Exercise aim:
Which lines below contain the word "write"? Copy each of them.

━━━ Entries shown

//! Animation speed: a shared step delay derived from a speed multiplier
//!
//! `delay = base / multiplier`. The delay is read once per suspension, so a
//! change only affects the next pause, never one already in progress.

use std::sync::atomic::{AtomicU64, Ordering};
use std::sync::Arc;
use std::time::Duration;

use maze_core::BASE_STEP_DELAY_MS;
use thiserror::Error;

#[derive(Debug, Error, Clone, Copy, PartialEq)]
pub enum SpeedError {
    #[error("speed multiplier must be a positive finite number, got {0}")]
    InvalidMultiplier(f64),
}

/// Step delay shared between a controller and its running search
#[derive(Debug, Clone)]
pub struct StepDelay {
    base: Duration,
    current_us: Arc<AtomicU64>,
}

impl Default for StepDelay {
    fn default() -> Self {
        Self::new(Duration::from_millis(BASE_STEP_DELAY_MS))
    }
}

impl StepDelay {
    /// Start at multiplier 1.0, i.e. `base`
    pub fn new(base: Duration) -> Self {
        Self {
            base,
            current_us: Arc::new(AtomicU64::new(base.as_micros() as u64)),
        }
    }

    pub fn base(&self) -> Duration {
        self.base
    }

    /// Delay the next suspension will use
    pub fn get(&self) -> Duration {
        Duration::from_micros(self.current_us.load(Ordering::Relaxed))
    }

    /// Set the delay to `base / multiplier`; returns the new delay
    pub fn set_multiplier(&self, multiplier: f64) -> Result<Duration, SpeedError> {
        if !multiplier.is_finite() || multiplier <= 0.0 {
            return Err(SpeedError::InvalidMultiplier(multiplier));
        }
        let delay = Duration::try_from_secs_f64(self.base.as_secs_f64() / multiplier)
            .map_err(|_| SpeedError::InvalidMultiplier(multiplier))?;
        self.set(delay);
        Ok(delay)
    }

    /// Set an absolute delay (zero runs the search as fast as the runtime allows)
    pub fn set(&self, delay: Duration) {
        let micros = u64::try_from(delay.as_micros()).unwrap_or(u64::MAX);
        self.current_us.store(micros, Ordering::Relaxed);
    }
}
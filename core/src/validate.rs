//! Connectivity check: breadth-first reachability from the start cell
//!
//! Walls block movement, diagonal moves are never allowed. The frontier is an
//! explicit queue so arbitrarily large mazes cannot exhaust the call stack.
//! Every cell is enqueued at most once.

use alloc::collections::VecDeque;
use alloc::vec::Vec;
use core::fmt;

use crate::grid::{Cell, Grid, Position, VisitedSet};

/// Structural failures detected before any traversal happens
#[derive(Clone, Copy, Debug, PartialEq, Eq)]
pub enum StructureError {
    /// Zero or several start cells
    StartCount(usize),
    /// No exit cell at all
    NoExit,
}

impl fmt::Display for StructureError {
    fn fmt(&self, f: &mut fmt::Formatter<'_>) -> fmt::Result {
        match self {
            StructureError::StartCount(found) => {
                write!(f, "maze must have exactly 1 start position, found {}", found)
            }
            StructureError::NoExit => write!(f, "maze must have at least 1 exit position"),
        }
    }
}

#[cfg(feature = "std")]
impl std::error::Error for StructureError {}

/// Outcome of a connectivity check on a structurally sound grid
#[derive(Clone, Debug, PartialEq, Eq)]
pub enum Connectivity {
    /// Every exit is reachable from the start
    Reachable,
    /// These exits (row-major) cannot be reached
    Unreachable { unreached: Vec<Position> },
}

impl Connectivity {
    pub fn is_reachable(&self) -> bool {
        matches!(self, Connectivity::Reachable)
    }
}

/// Result of one breadth-first traversal
#[derive(Clone, Debug)]
pub struct Reach {
    /// Cells marked during the traversal
    pub visited: VisitedSet,
    /// Number of enqueue operations; equals `visited.len()` since no cell is queued twice
    pub enqueued: usize,
}

/// Breadth-first traversal from `start` over free and exit cells
///
/// Neighbours are expanded Up, Down, Left, Right. A start cell is only ever
/// the seed: a second `S` elsewhere is not walkable.
pub fn explore(grid: &Grid, start: Position) -> Reach {
    let mut visited = VisitedSet::for_grid(grid);
    let mut frontier = VecDeque::new();
    let mut enqueued = 0;

    if visited.insert(start) {
        frontier.push_back(start);
        enqueued += 1;
    }

    while let Some(current) = frontier.pop_front() {
        for next in grid.neighbors(current) {
            let walkable = matches!(grid.get(next), Some(Cell::Free | Cell::Exit));
            if walkable && visited.insert(next) {
                frontier.push_back(next);
                enqueued += 1;
            }
        }
    }

    Reach { visited, enqueued }
}

/// Whether every exit of `grid` is reachable from its unique start
///
/// # Returns
/// * `Ok(Connectivity::Reachable)` - all exits were marked by the traversal
/// * `Ok(Connectivity::Unreachable { .. })` - some exits were not
/// * `Err(StructureError)` - zero or several starts, or no exits
pub fn check_connectivity(grid: &Grid) -> Result<Connectivity, StructureError> {
    let starts = grid.starts();
    if starts.len() != 1 {
        return Err(StructureError::StartCount(starts.len()));
    }
    let exits = grid.exits();
    if exits.is_empty() {
        return Err(StructureError::NoExit);
    }

    let reach = explore(grid, starts[0]);
    let unreached: Vec<Position> = exits
        .into_iter()
        .filter(|exit| !reach.visited.contains(*exit))
        .collect();

    if unreached.is_empty() {
        Ok(Connectivity::Reachable)
    } else {
        Ok(Connectivity::Unreachable { unreached })
    }
}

━━━━━━

Response to the exercise:
                write!(f, "maze must have exactly 1 start position, found {}", found)
            StructureError::NoExit => write!(f, "maze must have at least 1 exit position"),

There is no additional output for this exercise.